Here are the 4 different types of football trading and you will often find that those who are professional have only mastered one type fully. This is something to keep in mind when you are deciding what sort of football trader you want to be.
Pre-match Football Trading
This is where you will simply only trade the pre-match prices on a football match. Usually the match odds market but some also delve into the Over/Under 2.5 Goals market and the Correct Score market. All types of football trading are hard to master but this is the one which often splits traders in to different camps. You get some who just can not get to grips with it whilst some who swear by how easy it often is. Once you fully get it then it should be quite easy since the markets are pretty slow and also continue to react to news, hours after the news becomes public knowledge. The fact that you will find most full time football traders are pre-match traders mainly should show you how lucrative this market is.
I have seen with my own eyes how pre-match trading can split the camps. Some think it is the best thing since sliced bread whilst some are not so keen. The fact you need a decent sized bank to make worthwhile profits is usually enough to put off the more casual trader, but for those with money to invest this really is the type of trading you should be looking at primarily. I did a recent post outlining how I often trade football pre-match, read that here for more info. I did not do it to show off but just to show how simple the process can actually be.
Long Term Football Trading
There are some football traders who make their money just by playing the long term “futures” style markets. This is markets like the Premier League winners market, Champions League winners market, Relegation etc. These markets are definitely not to be underestimated as there can be some huge swings within them and most are pretty liquid. The main benefit of being a trader who specialises in this sort of trading is that it does not take up as much of your time as day to day trading might do. If you trade the long term markets you might only check and manage your positions once or twice a week, similar to those who trade in share prices.
This might also include the shortish long term markets such as the “Next Manager” market that can frequently pop up during the season. I know many that have good strategies for those markets and are eagerly anticipating each new one.
Long term trading is definitely the least stressful of the all, the big drawback being you might often have your money tied up for a long time also. This is one for the more patient investor who wants to use football trading as part of a portfolio rather then as a main source of income.
In-Play “Goal Positive” Trading
This is probably the most popular type of football trading judging from what I read all over the web. This is football trading whereby you are relying on a goal or goals being scored in order to get the market move you need to profit, for example by laying the draw. Most strategies on most markets will end up relying on a goal being scored to produce a positive result and the fact that football is all about scoring goals is probably the main reason most prefer to trade like this. The downside is that many will feel that this is veering close to being regular gambling since you are usually so reliant on a goal being scored with many strategies and most of the time the market will be moving against you once you get in.

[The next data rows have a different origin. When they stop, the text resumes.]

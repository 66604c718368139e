//! Core domain types, consensus rules and configuration for sentra.

mod app_config;
mod config;
pub mod consensus;
pub mod types;

use thiserror::Error;

pub use app_config::{AppConfig, Environment, ModelEndpointConfig, ReportSchedules};
pub use config::{load_app_config, load_app_config_from_env, parse_symbols};
pub use consensus::{consensus, consensus_with, ConsensusConfig};
pub use types::{
    Action, Agreement, Article, ConsensusResult, Direction, InvalidRecord, InvocationOutcome,
    InvocationStatus, ModelId, ModelInvocation, ModelKind, PendingInvocation, ReportType,
    RunStatus, Stage, TriggerSource,
};

#[derive(Debug, Error)]
pub enum CoreError {
    #[error("unknown {kind}: {value}")]
    UnknownVariant { kind: &'static str, value: String },
}

#[derive(Debug, Error)]
pub enum ConfigError {
    #[error("missing required environment variable: {0}")]
    MissingEnvVar(String),

    #[error("invalid value for {var}: {reason}")]
    InvalidEnvVar { var: String, reason: String },
}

This might well be the most popular form of football trading but, ironically, I think it is the hardest to master. Having good strategies and match reading skills are essential to this type of trading and the fast pace can often make it hard to make the correct decisions. However, there is no doubt that this is probably the most “enjoyable” form of football trading as you get to watch a live match while you trade and so it is definitely less boring then the other forms.

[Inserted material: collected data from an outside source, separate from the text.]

//! Resilient access to the two sentiment inference models.
//!
//! Layers, innermost first: [`client`] talks HTTP, [`retry`] decides
//! back-off, [`breaker`] gates calls per model, and [`gateway`] ties them
//! together into a call that always yields a finalized invocation.

pub mod breaker;
pub mod client;
pub mod error;
pub mod gateway;
pub mod retry;

use std::sync::Arc;
use std::time::Duration;

use sentra_core::{AppConfig, ModelEndpointConfig, ModelId};

pub use breaker::{Admission, CircuitBreaker, CircuitState, CircuitStatus, TrialGuard};
pub use client::{AnalysisRequest, HttpInferenceClient, InferenceBackend, ModelSignal};
pub use error::{ErrorKind, InferenceError};
pub use gateway::{Gateways, ModelGateway, CIRCUIT_OPEN};
pub use retry::{retry_with_backoff, RetryDecision, RetryOutcome, RetryPolicy, RetryState};

fn http_gateway(
    model_id: ModelId,
    endpoint: &ModelEndpointConfig,
    config: &AppConfig,
) -> Result<ModelGateway, InferenceError> {
    let client = HttpInferenceClient::new(&endpoint.base_url)?;
    let breaker = CircuitBreaker::new(
        model_id,
        config.breaker_threshold,
        Duration::from_secs(config.breaker_cooldown_secs),
    );
    Ok(ModelGateway::new(
        model_id,
        Arc::new(client),
        Arc::new(breaker),
        RetryPolicy::new(
            config.retry_max_attempts,
            config.retry_backoff_base_ms,
            config.retry_backoff_cap_ms,
        ),
        Duration::from_secs(endpoint.timeout_secs),
    ))
}

/// Build both HTTP-backed gateways from application config.
///
/// Each model gets its own breaker; callers should build this once per
/// process and share it so breaker state is process-wide.
///
/// # Errors
///
/// Returns [`InferenceError`] if either endpoint URL is invalid or the HTTP
/// client cannot be constructed.
pub fn gateways_from_config(config: &AppConfig) -> Result<Gateways, InferenceError> {
    Ok(Gateways::new(
        http_gateway(ModelId::A, &config.model_a, config)?,
        http_gateway(ModelId::B, &config.model_b, config)?,
    ))
}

In-Play Goal Negative Trading
This is probably the least popular form of football trading, however, I see many doing very well with it. This is where you will trade in-play but you are relying on a goal NOT being scored in order to make the profits usually by scalping a market. As the football match progresses you will see the Unders goal markets steam toward 1.01 tick by tick and this is pretty easy to scalp and profit from, providing a goal is not scored when you are in the market of course! This is not just on the unders markets either. As time goes on you will see the price on the favourite drift higher which makes it pretty easy to scalp and Correct Scores will also move in predictable directions while the current score remains as it is.
The upside of this trading is that you know which way the prices are going to go which means you do not need to second guess the market. The professionals that make money doing this sort of trading will get in the markets at quiet moments of the match and scalp a few ticks at a time, being sure to get out at dangerous moments. There are also particular times when the markets move faster then usual in-play and this can mean easier money in a shorter space of time but it takes experience to learn this. Pick the right matches and keep your eye on the ball (literally!) and this can be a very easy way to trade yourself to solid long term profits.
The downside is that if you are caught in the markets when a goal goes in then your losses can be much bigger then usual. One goal might wipe out a whole days profits depending on how you trade and so you need to have thick skin in order to keep at it in the long term. I have tried this type of trading myself and I did well at it but I did not like the nervous feeling of what a sudden goal might do to me. If you can get your head around it then it can be a good way to trade.
I should also mention that one thing that has made this type of trading harder recently is the 8 second in-play delay on football matches. Thankfully, Betfair are reducing this back to 5 seconds once again it seems.
So there are the 4 different types of football trading. It is definitely worth picking one that suits you mentally and focusing on that for a short while. Better to be the master of one then a jack of them all.